I like of your sugestion to create a new structure in my tower with a new tecnology (802.11g). This sounds well! But I’ve a doubt: The 802.11b and the 802.11g working in 2.4Ghz. Wont I have interference between the two structures in the same tower?
Another think that turn me afraid is about using 802.11g for outdoor connections. I read a long time ago that if I use 802.11g my card will support less customers. That I can’t put the same number of 802.11b customers in a 802.11g card. Is this right?
first - you can easily have more 2.4 GHz channels in the same tower, as long as you keep them 3 or 4 channels apart. This is how you make a sectorized tower. Just make sure, that you use different ssid for the two standards.
And to get the best performance, both AP and clients must be set to G-ony.

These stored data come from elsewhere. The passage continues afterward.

//! Observability bus.
//!
//! Domain events fan out synchronously to registered hook implementations at
//! every service boundary: quote minting, settlement admission, webhook
//! delivery outcomes, checkout creation, downstream retries, and ingress
//! rejections. Fan-out is best-effort; a panicking hook is caught and logged,
//! never propagated to the caller.
//!
//! The registry is assembled once at startup and shared immutably afterwards.
//! [`HookRegistry::standard`] wires the built-in sinks: structured logging
//! via `tracing` and counters/histograms via the `metrics` facade.

use chrono::{DateTime, Utc};
use std::panic::{AssertUnwindSafe, catch_unwind};
use std::sync::Arc;
use std::time::Duration;

use crate::events::RefundEvent;
use crate::types::{PaymentTransaction, Quote};

/// Delivery outcome details for a successful webhook attempt.
#[derive(Debug, Clone)]
pub struct WebhookDelivered {
    pub id: u64,
    pub event_type: String,
    pub attempts: u32,
    pub duration: Duration,
}

/// Details of a failed attempt that will be retried.
#[derive(Debug, Clone)]
pub struct WebhookRetried {
    pub id: u64,
    pub event_type: String,
    pub attempts: u32,
    pub next_attempt_at: DateTime<Utc>,
    pub backoff: Duration,
    pub error: String,
}

/// Details of a webhook whose attempts are exhausted.
#[derive(Debug, Clone)]
pub struct WebhookDeadLettered {
    pub id: u64,
    pub event_type: String,
    pub attempts: u32,
    pub error: String,
}

/// A card checkout session handed to the processor.
#[derive(Debug, Clone)]
pub struct CheckoutCreated {
    pub session_id: String,
    pub line_items: usize,
    pub amount_atomic: i64,
    pub asset_code: String,
}

/// Payment-lifecycle observer.
pub trait PaymentHook: Send + Sync {
    fn on_quote_created(&self, _quote: &Quote) {}
    fn on_payment_recorded(&self, _tx: &PaymentTransaction) {}
    fn on_duplicate_payment(&self, _signature: &str) {}
    /// A coupon usage counter failed to increment after settlement. Usage
    /// counts now under-report; reconciliation can replay from here.
    fn on_coupon_usage_drift(&self, _code: &str, _error: &str) {}
}

/// Webhook-queue observer.
pub trait WebhookHook: Send + Sync {
    fn on_enqueued(&self, _id: u64, _event_type: &str) {}
    fn on_delivered(&self, _event: &WebhookDelivered) {}
    fn on_retried(&self, _event: &WebhookRetried) {}
    fn on_dead_lettered(&self, _event: &WebhookDeadLettered) {}
}

/// Refund observer.
pub trait RefundHook: Send + Sync {
    fn on_refund_enqueued(&self, _event: &RefundEvent) {}
}

/// Checkout observer.
pub trait CartHook: Send + Sync {
    fn on_checkout_created(&self, _event: &CheckoutCreated) {}
}

/// Downstream-call and ingress-defense observer.
pub trait RpcHook: Send + Sync {
    fn on_retry(&self, _service: &str, _attempt: u32, _error: &str) {}
    fn on_circuit_transition(&self, _service: &str, _from: &str, _to: &str) {}
    fn on_rate_limit_hit(&self, _layer: &str, _identifier: &str) {}
}

/// Storage observer.
pub trait StorageHook: Send + Sync {
    fn on_storage_error(&self, _operation: &str, _detail: &str) {}
}

/// Registry of hook implementations, built once at startup.
#[derive(Default)]
pub struct HookRegistry {
    payment: Vec<Arc<dyn PaymentHook>>,
    webhook: Vec<Arc<dyn WebhookHook>>,
    refund: Vec<Arc<dyn RefundHook>>,
    cart: Vec<Arc<dyn CartHook>>,
    rpc: Vec<Arc<dyn RpcHook>>,
    storage: Vec<Arc<dyn StorageHook>>,
}

fn guard(family: &str, f: impl FnOnce()) {
    if catch_unwind(AssertUnwindSafe(f)).is_err() {
        tracing::error!(family, "observability hook panicked");
    }
}

impl HookRegistry {
    /// An empty registry: every emit is a no-op.
    pub fn new() -> Self {
        Self::default()
    }

    /// Registry with the built-in logging and metrics sinks attached to every
    /// hook family.
    pub fn standard() -> Self {
        let log = Arc::new(LogHook);
        let meter = Arc::new(MetricsHook);
        let mut registry = Self::new();
        registry.register_payment(log.clone());
        registry.register_payment(meter.clone());
        registry.register_webhook(log.clone());
        registry.register_webhook(meter.clone());
        registry.register_refund(log.clone());
        registry.register_refund(meter.clone());
        registry.register_cart(log.clone());
        registry.register_cart(meter.clone());
        registry.register_rpc(log.clone());
        registry.register_rpc(meter.clone());
        registry.register_storage(log);
        registry.register_storage(meter);
        registry
    }

    pub fn register_payment(&mut self, hook: Arc<dyn PaymentHook>) {
        self.payment.push(hook);
    }
    pub fn register_webhook(&mut self, hook: Arc<dyn WebhookHook>) {
        self.webhook.push(hook);
    }
    pub fn register_refund(&mut self, hook: Arc<dyn RefundHook>) {
        self.refund.push(hook);
    }
    pub fn register_cart(&mut self, hook: Arc<dyn CartHook>) {
        self.cart.push(hook);
    }
    pub fn register_rpc(&mut self, hook: Arc<dyn RpcHook>) {
        self.rpc.push(hook);
    }
    pub fn register_storage(&mut self, hook: Arc<dyn StorageHook>) {
        self.storage.push(hook);
    }

    pub fn quote_created(&self, quote: &Quote) {
        for hook in &self.payment {
            guard("payment", || hook.on_quote_created(quote));
        }
    }

    pub fn payment_recorded(&self, tx: &PaymentTransaction) {
        for hook in &self.payment {
            guard("payment", || hook.on_payment_recorded(tx));
        }
    }

    pub fn duplicate_payment(&self, signature: &str) {
        for hook in &self.payment {
            guard("payment", || hook.on_duplicate_payment(signature));
        }
    }

    pub fn coupon_usage_drift(&self, code: &str, error: &str) {
        for hook in &self.payment {
            guard("payment", || hook.on_coupon_usage_drift(code, error));
        }
    }

    pub fn webhook_enqueued(&self, id: u64, event_type: &str) {
        for hook in &self.webhook {
            guard("webhook", || hook.on_enqueued(id, event_type));
        }
    }

    pub fn webhook_delivered(&self, event: &WebhookDelivered) {
        for hook in &self.webhook {
            guard("webhook", || hook.on_delivered(event));
        }
    }

    pub fn webhook_retried(&self, event: &WebhookRetried) {
        for hook in &self.webhook {
            guard("webhook", || hook.on_retried(event));
        }
    }

    pub fn webhook_dead_lettered(&self, event: &WebhookDeadLettered) {
        for hook in &self.webhook {
            guard("webhook", || hook.on_dead_lettered(event));
        }
    }

    pub fn refund_enqueued(&self, event: &RefundEvent) {
        for hook in &self.refund {
            guard("refund", || hook.on_refund_enqueued(event));
        }
    }

    pub fn checkout_created(&self, event: &CheckoutCreated) {
        for hook in &self.cart {
            guard("cart", || hook.on_checkout_created(event));
        }
    }

    pub fn rpc_retry(&self, service: &str, attempt: u32, error: &str) {
        for hook in &self.rpc {
            guard("rpc", || hook.on_retry(service, attempt, error));
        }
    }

    pub fn circuit_transition(&self, service: &str, from: &str, to: &str) {
        for hook in &self.rpc {
            guard("rpc", || hook.on_circuit_transition(service, from, to));
        }
    }

    pub fn rate_limit_hit(&self, layer: &str, identifier: &str) {
        for hook in &self.rpc {
            guard("rpc", || hook.on_rate_limit_hit(layer, identifier));
        }
    }

    pub fn storage_error(&self, operation: &str, detail: &str) {
        for hook in &self.storage {
            guard("storage", || hook.on_storage_error(operation, detail));
        }
    }
}

/// Built-in structured-logging sink.
pub struct LogHook;

impl PaymentHook for LogHook {
    fn on_quote_created(&self, quote: &Quote) {
        tracing::info!(
            quote_id = %quote.quote_id,
            resource = %quote.resource_id,
            method = %quote.method,
            amount = quote.amount,
            asset = %quote.asset_code,
            "quote.created"
        );
    }

    fn on_payment_recorded(&self, tx: &PaymentTransaction) {
        tracing::info!(
            signature = %tx.signature,
            resource = %tx.resource_id,
            wallet = %tx.wallet,
            amount = tx.amount.atomic,
            asset = %tx.amount.asset.code,
            "payment.recorded"
        );
    }

    fn on_duplicate_payment(&self, signature: &str) {
        tracing::info!(signature, "payment.duplicate");
    }

    fn on_coupon_usage_drift(&self, code: &str, error: &str) {
        tracing::warn!(code, error, "coupon.usage_drift");
    }
}

impl WebhookHook for LogHook {
    fn on_enqueued(&self, id: u64, event_type: &str) {
        tracing::info!(id, event_type, "webhook.enqueued");
    }

    fn on_delivered(&self, event: &WebhookDelivered) {
        tracing::info!(
            id = event.id,
            event_type = %event.event_type,
            attempts = event.attempts,
            duration_ms = event.duration.as_millis() as u64,
            "webhook.delivered"
        );
    }

    fn on_retried(&self, event: &WebhookRetried) {
        tracing::warn!(
            id = event.id,
            event_type = %event.event_type,
            attempts = event.attempts,
            next_attempt_at = %event.next_attempt_at,
            backoff_ms = event.backoff.as_millis() as u64,
            error = %event.error,
            "webhook.retried"
        );
    }

    fn on_dead_lettered(&self, event: &WebhookDeadLettered) {
        tracing::error!(
            id = event.id,
            event_type = %event.event_type,
            attempts = event.attempts,
            error = %event.error,
            "webhook.dlq"
        );
    }
}

impl RefundHook for LogHook {
    fn on_refund_enqueued(&self, event: &RefundEvent) {
        tracing::info!(
            resource = %event.resource,
            signature = %event.proof_signature,
            "refund.enqueued"
        );
    }
}

impl CartHook for LogHook {
    fn on_checkout_created(&self, event: &CheckoutCreated) {
        tracing::info!(
            session_id = %event.session_id,
            line_items = event.line_items,
            amount = event.amount_atomic,
            asset = %event.asset_code,
            "checkout.created"
        );
    }
}

impl RpcHook for LogHook {
    fn on_retry(&self, service: &str, attempt: u32, error: &str) {
        tracing::warn!(service, attempt, error, "rpc.retry");
    }

    fn on_circuit_transition(&self, service: &str, from: &str, to: &str) {
        tracing::warn!(service, from, to, "circuit.transition");
    }

    fn on_rate_limit_hit(&self, layer: &str, identifier: &str) {
        tracing::warn!(layer, identifier, "rate_limit.hit");
    }
}

impl StorageHook for LogHook {
    fn on_storage_error(&self, operation: &str, detail: &str) {
        tracing::error!(operation, detail, "storage.error");
    }
}

/// Built-in metrics sink on the `metrics` facade.
pub struct MetricsHook;

impl PaymentHook for MetricsHook {
    fn on_quote_created(&self, quote: &Quote) {
        metrics::counter!("paygate_quotes_created_total", "method" => quote.method.to_string())
            .increment(1);
    }

    fn on_payment_recorded(&self, tx: &PaymentTransaction) {
        metrics::counter!("paygate_payments_settled_total", "method" => tx.method.to_string())
            .increment(1);
    }

    fn on_duplicate_payment(&self, _signature: &str) {
        metrics::counter!("paygate_payments_duplicate_total").increment(1);
    }

    fn on_coupon_usage_drift(&self, _code: &str, _error: &str) {
        metrics::counter!("paygate_coupon_usage_drift_total").increment(1);
    }
}

impl WebhookHook for MetricsHook {
    fn on_delivered(&self, event: &WebhookDelivered) {
        metrics::counter!(
            "paygate_webhook_delivered_total",
            "event_type" => event.event_type.clone()
        )
        .increment(1);
        metrics::histogram!("paygate_webhook_delivery_seconds")
            .record(event.duration.as_secs_f64());
    }

    fn on_retried(&self, event: &WebhookRetried) {
        metrics::counter!(
            "paygate_webhook_retried_total",
            "event_type" => event.event_type.clone()
        )
        .increment(1);
    }

    fn on_dead_lettered(&self, event: &WebhookDeadLettered) {
        metrics::counter!(
            "paygate_webhook_dlq_total",
            "event_type" => event.event_type.clone()
        )
        .increment(1);
    }
}

impl RefundHook for MetricsHook {
    fn on_refund_enqueued(&self, _event: &RefundEvent) {
        metrics::counter!("paygate_refunds_enqueued_total").increment(1);
    }
}

impl CartHook for MetricsHook {
    fn on_checkout_created(&self, _event: &CheckoutCreated) {
        metrics::counter!("paygate_checkouts_created_total").increment(1);
    }
}

impl RpcHook for MetricsHook {
    fn on_retry(&self, service: &str, _attempt: u32, _error: &str) {
        metrics::counter!("paygate_rpc_retries_total", "service" => service.to_string())
            .increment(1);
    }

    fn on_circuit_transition(&self, service: &str, _from: &str, to: &str) {
        if to == "open" {
            metrics::counter!("paygate_circuit_open_total", "service" => service.to_string())
                .increment(1);
        }
    }

    fn on_rate_limit_hit(&self, layer: &str, _identifier: &str) {
        metrics::counter!("paygate_rate_limit_hits_total", "layer" => layer.to_string())
            .increment(1);
    }
}

impl StorageHook for MetricsHook {
    fn on_storage_error(&self, operation: &str, _detail: &str) {
        metrics::counter!("paygate_storage_errors_total", "operation" => operation.to_string())
            .increment(1);
    }
}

Regarding the number of concurrent users. G-standard supports real bandwidth of abt. 20 Mbps compared to B-standard, which at most handles 5-6 Mbps real traffic. This is the real limitation, and you gain a factor 4. The theoretical number of users per radio is the same.
By moving to G, you get other advantages as well. The most important is very low latency and much more reflections - our experience is NLOS within 1 km with good antenna and radio.
I’ll try to change the standard that I’m using in the new structure. I’ll keep my actual AP with the omni and put a new AP with sectorials antenna working in 802.11g.